As the regulator's gaze fell on the crypto boom that took place in China, traders have to trick themselves, finding ways to evade the attention of the authorities using the OTC market. This was the reason for a sharp surge in interest in them from cryptocurrency investors. Since data with the exact volume of the OTC market is difficult to establish due to its nature, the key indicator of interest was the exchange rate between the RMB and USDT. The demand for the latter has grown significantly, even in spite of the falling market.
After a 4.5% fall as a result of measures by the State Council of China, the USDT exchange rate against the Chinese yuan recovered more than 50% of its losses. Given the fact that the peak of sales may already be behind, the markets began to consolidate.

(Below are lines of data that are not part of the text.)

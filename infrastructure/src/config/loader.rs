//! Configuration file loader with multi-source merging

use super::file_config::FileConfig;
use figment::{
    providers::{Format, Serialized, Toml},
    Figment,
};
use std::path::PathBuf;

/// Configuration loader that handles file discovery and merging
pub struct ConfigLoader;

impl ConfigLoader {
    /// Load configuration from all sources with proper priority
    ///
    /// Priority (highest to lowest):
    /// 1. Explicit config path (if provided)
    /// 2. Project root: `./tutormesh.toml` or `./.tutormesh.toml`
    /// 3. XDG config: `$XDG_CONFIG_HOME/tutormesh/config.toml`
    /// 4. Fallback: `~/.config/tutormesh/config.toml`
    /// 5. Default values
    pub fn load(config_path: Option<&PathBuf>) -> Result<FileConfig, Box<figment::Error>> {
        let mut figment = Figment::new().merge(Serialized::defaults(FileConfig::default()));

        if let Some(global_path) = Self::global_config_path() {
            if global_path.exists() {
                figment = figment.merge(Toml::file(&global_path));
            }
        }

        for filename in &["tutormesh.toml", ".tutormesh.toml"] {
            let path = PathBuf::from(filename);
            if path.exists() {
                figment = figment.merge(Toml::file(&path));
                break;
            }
        }

        if let Some(path) = config_path {
            figment = figment.merge(Toml::file(path));
        }

        figment.extract().map_err(Box::new)
    }

    /// Load only default configuration (for --no-config)
    pub fn load_defaults() -> FileConfig {
        FileConfig::default()
    }

    /// Get the global config file path
    ///
    /// Returns XDG_CONFIG_HOME/tutormesh/config.toml if set,
    /// otherwise falls back to ~/.config/tutormesh/config.toml
    pub fn global_config_path() -> Option<PathBuf> {
        dirs::config_dir().map(|d| d.join("tutormesh").join("config.toml"))
    }

    /// Get the project-level config file path (if it exists)
    pub fn project_config_path() -> Option<PathBuf> {
        for filename in &["tutormesh.toml", ".tutormesh.toml"] {
            let path = PathBuf::from(filename);
            if path.exists() {
                return Some(path);
            }
        }
        None
    }
}
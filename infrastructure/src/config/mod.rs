//! Configuration file loading for tutormesh
//!
//! This module handles file I/O and merging of configuration from multiple
//! sources. The priority order (highest to lowest):
//!
//! 1. `--config <path>` specified file
//! 2. Project root: `./tutormesh.toml` or `./.tutormesh.toml`
//! 3. XDG config: `$XDG_CONFIG_HOME/tutormesh/config.toml`
//! 4. Fallback: `~/.config/tutormesh/config.toml`
//! 5. Default values

mod file_config;
mod loader;

pub use file_config::{
    ConfigValidationError, FileAgentConfig, FileAuditConfig, FileConfig, FileModelConfig,
    FileProviderConfig, FileRoutingConfig,
};
pub use loader::ConfigLoader;
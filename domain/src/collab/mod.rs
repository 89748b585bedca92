//! Collaborative turn settings and contribution records

pub mod contribution;
pub mod settings;
//! Request execution pipeline.
//!
//! [`RequestExecutor`] is the concrete [`ModelGateway`]: it resolves the
//! target through the registry, shapes the request for that target, queues
//! behind the provider's concurrency gate, and drives the attempt/retry
//! loop with exponential backoff. Health and usage bookkeeping flow back
//! into the registry so resolution sees the consequences of every call.

use async_trait::async_trait;
use rand::Rng;
use std::collections::HashMap;
use std::sync::{Arc, Mutex};
use std::time::Duration;
use tokio::sync::Semaphore;
use tracing::{debug, warn};
use tutormesh_application::ModelGateway;
use tutormesh_domain::{
    shape_request, CompletionRequest, CompletionResponse, ModelConfig, ProviderConfig,
    ProviderError, ProviderLimits, ShapedRequest,
};

use crate::backend::ChatBackend;
use crate::registry::ProviderRegistry;

/// Base delay before retry number `attempt` (zero-based), without jitter.
fn base_backoff_delay(limits: &ProviderLimits, attempt: u32) -> Duration {
    let factor = limits.backoff_multiplier.powi(attempt as i32);
    Duration::from_millis((limits.retry_delay_ms as f64 * factor) as u64)
}

fn jitter(limits: &ProviderLimits) -> Duration {
    let cap = (limits.retry_delay_ms / 4).max(1);
    Duration::from_millis(rand::thread_rng().gen_range(0..cap))
}

/// Gateway adapter over a [`ChatBackend`] with per-provider queueing,
/// timeouts and retries.
pub struct RequestExecutor<B> {
    registry: Arc<ProviderRegistry>,
    backend: B,
    // Permits are handed out in FIFO order, so a burst of turns queues
    // fairly behind the provider's concurrency limit.
    gates: Mutex<HashMap<String, Arc<Semaphore>>>,
}

impl<B: ChatBackend> RequestExecutor<B> {
    pub fn new(registry: Arc<ProviderRegistry>, backend: B) -> Self {
        Self {
            registry,
            backend,
            gates: Mutex::new(HashMap::new()),
        }
    }

    pub fn registry(&self) -> &Arc<ProviderRegistry> {
        &self.registry
    }

    fn gate(&self, provider: &ProviderConfig) -> Arc<Semaphore> {
        let mut gates = self.gates.lock().unwrap();
        gates
            .entry(provider.name.clone())
            .or_insert_with(|| {
                Arc::new(Semaphore::new(provider.limits.concurrency_limit.max(1)))
            })
            .clone()
    }

    async fn attempt_loop(
        &self,
        provider: &ProviderConfig,
        model: &ModelConfig,
        shaped: &ShapedRequest,
    ) -> Result<CompletionResponse, ProviderError> {
        let limits = &provider.limits;
        let per_attempt = Duration::from_millis(limits.request_timeout_ms);
        let mut last_error = ProviderError::UnknownError("no attempt made".to_string());

        for attempt in 0..=limits.max_retries {
            if attempt > 0 {
                let delay = base_backoff_delay(limits, attempt - 1) + jitter(limits);
                debug!(
                    provider = %provider.name,
                    attempt,
                    delay_ms = delay.as_millis() as u64,
                    "retrying after backoff"
                );
                tokio::time::sleep(delay).await;
            }

            let outcome = tokio::time::timeout(per_attempt, self.backend.send(provider, model, shaped))
                .await
                .unwrap_or(Err(ProviderError::Timeout));

            match outcome {
                Ok(response) => {
                    self.registry.record_success(
                        &provider.name,
                        &model.id,
                        response.usage.prompt_tokens,
                        response.usage.completion_tokens,
                        response.latency_ms,
                    );
                    return Ok(response);
                }
                Err(error) => {
                    if !error.is_retryable() {
                        self.registry.record_failure(&provider.name, &error);
                        return Err(error);
                    }
                    warn!(
                        provider = %provider.name,
                        model = %model.id,
                        attempt,
                        %error,
                        "attempt failed"
                    );
                    last_error = error;
                }
            }
        }

        self.registry.record_failure(&provider.name, &last_error);
        Err(last_error)
    }

    async fn execute(&self, request: CompletionRequest) -> Result<CompletionResponse, ProviderError> {
        let (provider, model) = self
            .registry
            .resolve(request.provider.as_deref(), request.model.as_deref())?;
        let shaped = shape_request(&request, &provider, &model);
        if !shaped.dropped.is_empty() {
            debug!(
                provider = %provider.name,
                model = %model.id,
                dropped = ?shaped.dropped,
                "unsupported parameters dropped"
            );
        }

        let gate = self.gate(&provider);
        let _permit = gate
            .acquire()
            .await
            .map_err(|_| ProviderError::UnknownError("provider gate closed".to_string()))?;

        self.attempt_loop(&provider, &model, &shaped).await
    }
}

#[async_trait]
impl<B: ChatBackend> ModelGateway for RequestExecutor<B> {
    async fn complete(
        &self,
        request: CompletionRequest,
    ) -> Result<CompletionResponse, ProviderError> {
        match request.deadline {
            // The deadline covers queue wait and every retry.
            Some(deadline) => tokio::time::timeout(deadline, self.execute(request))
                .await
                .unwrap_or(Err(ProviderError::Timeout)),
            None => self.execute(request).await,
        }
    }
}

Another reason for the popularity of OTC is that OTC trading does not pose such a risk of capital outflow. This is the problem faced by most of the local investors, who saw a significant capital outflow after the adoption of new measures by Chinese regulators. Since OTC trades in local currency originate in the Chinese financial system, the risk of such capital outflow is minimal.
One way or another, according to Bloomberg, Chinese traders still hold the leading position in global crypto trading, accounting for about 80% of the total trading share. At the same time, local investors own about 7% of the world's BTC reserves.